Eastern Mediterranean Energy Deals Ignite Regional Power Struggle: Can Cooperation Trump Competition?
The Eastern Mediterranean’s energy riches are becoming both a catalyst for unprecedented cooperation and a dangerous flashpoint for regional rivalry.
A Sea of Gas and Geopolitics
The Eastern Mediterranean has emerged as one of the world’s most promising energy frontiers, with massive natural gas discoveries transforming the region’s economic and geopolitical landscape. Over the past decade, significant offshore gas fields have been discovered in the territorial waters of Israel, Egypt, and Cyprus, with combined reserves estimated in the tens of trillions of cubic feet. These discoveries have prompted a flurry of bilateral and multilateral agreements, as countries seek to monetize their resources while navigating complex territorial disputes and historical animosities.
The recent Lebanon-Cyprus and Israel-Egypt energy deals represent the latest chapters in this evolving narrative. Cyprus and Lebanon have been working to demarcate their maritime borders to facilitate hydrocarbon exploration, while Israel and Egypt have deepened their energy partnership through gas export agreements and infrastructure development. These arrangements have created new economic interdependencies that would have been unthinkable just a generation ago.
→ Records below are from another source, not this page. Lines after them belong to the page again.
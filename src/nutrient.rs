use serde::{Deserialize, Serialize};
use std::fmt;

use crate::units::AmountUnit;

/// Every nutrient the calculator can target, allocate and report.
#[derive(Debug, Clone, Copy, PartialEq, Eq, PartialOrd, Ord, Hash, Serialize, Deserialize)]
#[serde(rename_all = "snake_case")]
pub enum Nutrient {
    Glucose,
    AminoAcids,
    Sodium,
    Potassium,
    Chloride,
    Calcium,
    Magnesium,
    Zinc,
    Phosphorus,
    Fat,
}

impl Nutrient {
    pub const ALL: [Nutrient; 10] = [
        Nutrient::Glucose,
        Nutrient::AminoAcids,
        Nutrient::Sodium,
        Nutrient::Potassium,
        Nutrient::Chloride,
        Nutrient::Calcium,
        Nutrient::Magnesium,
        Nutrient::Zinc,
        Nutrient::Phosphorus,
        Nutrient::Fat,
    ];

    pub fn label(&self) -> &'static str {
        match self {
            Nutrient::Glucose => "Glucose",
            Nutrient::AminoAcids => "Amino acids",
            Nutrient::Sodium => "Na",
            Nutrient::Potassium => "K",
            Nutrient::Chloride => "Cl",
            Nutrient::Calcium => "Ca",
            Nutrient::Magnesium => "Mg",
            Nutrient::Zinc => "Zn",
            Nutrient::Phosphorus => "P",
            Nutrient::Fat => "Fat",
        }
    }

    /// Unit in which daily requirements and delivered totals are expressed.
    pub fn daily_unit(&self) -> AmountUnit {
        match self {
            Nutrient::Glucose | Nutrient::AminoAcids | Nutrient::Fat => AmountUnit::Gram,
            Nutrient::Sodium
            | Nutrient::Potassium
            | Nutrient::Chloride
            | Nutrient::Calcium
            | Nutrient::Magnesium => AmountUnit::MilliEquivalent,
            Nutrient::Zinc | Nutrient::Phosphorus => AmountUnit::Millimole,
        }
    }

    pub fn daily_unit_label(&self) -> String {
        format!("{}/day", self.daily_unit())
    }

    /// Unit of the per-kg target. Glucose is prescribed as a GIR.
    pub fn input_unit_label(&self) -> String {
        match self {
            Nutrient::Glucose => "mg/kg/min".to_string(),
            other => format!("{}/kg/day", other.daily_unit()),
        }
    }

    /// Name of the per-kg input as an operator enters it.
    pub fn input_label(&self) -> &'static str {
        match self {
            Nutrient::Glucose => "GIR",
            other => other.label(),
        }
    }
}

impl fmt::Display for Nutrient {
    fn fmt(&self, f: &mut fmt::Formatter<'_>) -> fmt::Result {
        f.write_str(self.label())
    }
}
Turkey and Syria: The Excluded Players
Turkey’s response to these developments has been increasingly assertive, reflecting its determination not to be sidelined from the region’s energy bonanza. Ankara has challenged the legitimacy of exploration activities by Cyprus, citing the rights of Turkish Cypriots, and has signed controversial maritime delimitation agreements with Libya’s Government of National Accord. These moves have put Turkey at odds with Greece, Cyprus, Egypt, and Israel, who have formed the East Mediterranean Gas Forum—a regional body from which Turkey is notably absent.
Syria, meanwhile, finds itself in an even more precarious position. The country’s decade-long civil war has left it unable to assert its maritime claims or participate meaningfully in regional energy developments. As neighboring countries forge ahead with exploration and production agreements, Damascus watches from the sidelines, its potential offshore resources unexplored and its energy infrastructure devastated. This exclusion could have long-lasting implications for Syria’s post-conflict recovery and its future regional relationships.
The Broader Regional Implications
The energy diplomacy unfolding in the Eastern Mediterranean extends far beyond bilateral deals and maritime boundaries. It is reshaping regional alliances and creating new frameworks for cooperation and competition. The emerging energy partnerships are challenging traditional Middle Eastern fault lines—Israel’s growing energy cooperation with Egypt and Jordan, for instance, represents a pragmatic convergence of interests that transcends the Palestinian issue.
However, these developments also risk exacerbating existing tensions. Turkey’s exclusion from regional energy arrangements has pushed it toward more confrontational policies, including military deployments and drilling activities in disputed waters. The involvement of external powers—including Russia, the United States, and the European Union—adds another layer of complexity, as each seeks to advance its own energy security and geopolitical interests.
As the Eastern Mediterranean’s energy potential continues to unfold, the region faces a critical choice: will the promise of shared prosperity through energy cooperation prevail over historical grievances and territorial disputes, or will the scramble for resources deepen existing divisions and create new conflicts?